Data Storage for VDI – Part 1 – A Personal View
Data Storage for VDI – Part 2 – Disk Latencies
Data Storage for VDI – Part 3 – Read and Write Caching
Data Storage for VDI – Part 4 – The impact of RAID on performance
Data Storage for VDI – Part 5 – RAID-DP + WAFL The ultimate write accelerator
Data Storage for VDI – Part 6 – Data ONTAP Improving Read Performance
Data Storage for VDI – Part 7 – 1000 heavy users on 18 spindles
Data Storage for VDI – Part 8 – Misalignment
Data Storage for VDI – Part 9 – Capex and SAN vs DAS
Thanks for promoting my blog here Vaughn.
I've added a couple more entries since then on VDI and have a bunch more in the pipeline.
It wasnt until I really started getting deep into the guts of this that I realised how much better we are for VDI than anyone else.
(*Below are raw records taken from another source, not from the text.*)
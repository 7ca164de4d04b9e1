use std::path::Path;

use log::*;
use sqlx::{migrate, migrate::MigrateDatabase, Sqlite};

use crate::SqliteDatabase;

pub async fn prepare_test_env(url: &str) {
    dotenvy::from_filename(".env.test").ok();
    let _ = env_logger::try_init();
    debug!("🚀️ Logging initialised");
    create_database(url).await;
    run_migrations(url).await;
}

pub fn random_db_path() -> String {
    format!("sqlite://../data/test_store_{}", rand::random::<u64>())
}

pub async fn run_migrations(url: &str) {
    let db = SqliteDatabase::new_with_url(url, 5).await.expect("Error creating connection to database");
    migrate!("./src/db/sqlite/migrations").run(db.pool()).await.expect("Error running DB migrations");
    info!("🚀️ Migrations complete");
}

pub async fn create_database<P: AsRef<Path>>(path: P) {
    let p = path.as_ref().as_os_str().to_str().unwrap();
    if let Err(e) = Sqlite::drop_database(p).await {
        warn!("Error dropping database {p}: {e:?}");
    }
    Sqlite::create_database(p).await.expect("Error creating database");
    info!("Created Sqlite database {p}");
}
Not only do we dedup capacity, we also dedup random write I/O. When you add the fact that our Capex costs are lower than DAS, and that we have the best management tools, its hard to see how you could justify implemeting VDI without NetApp.
Posted by: John Martin | July 22, 2010 at 02:44 AM
Vaughn, I think you are doing a great job on the blog and with your work with customers and partners to really help sell the netapp story!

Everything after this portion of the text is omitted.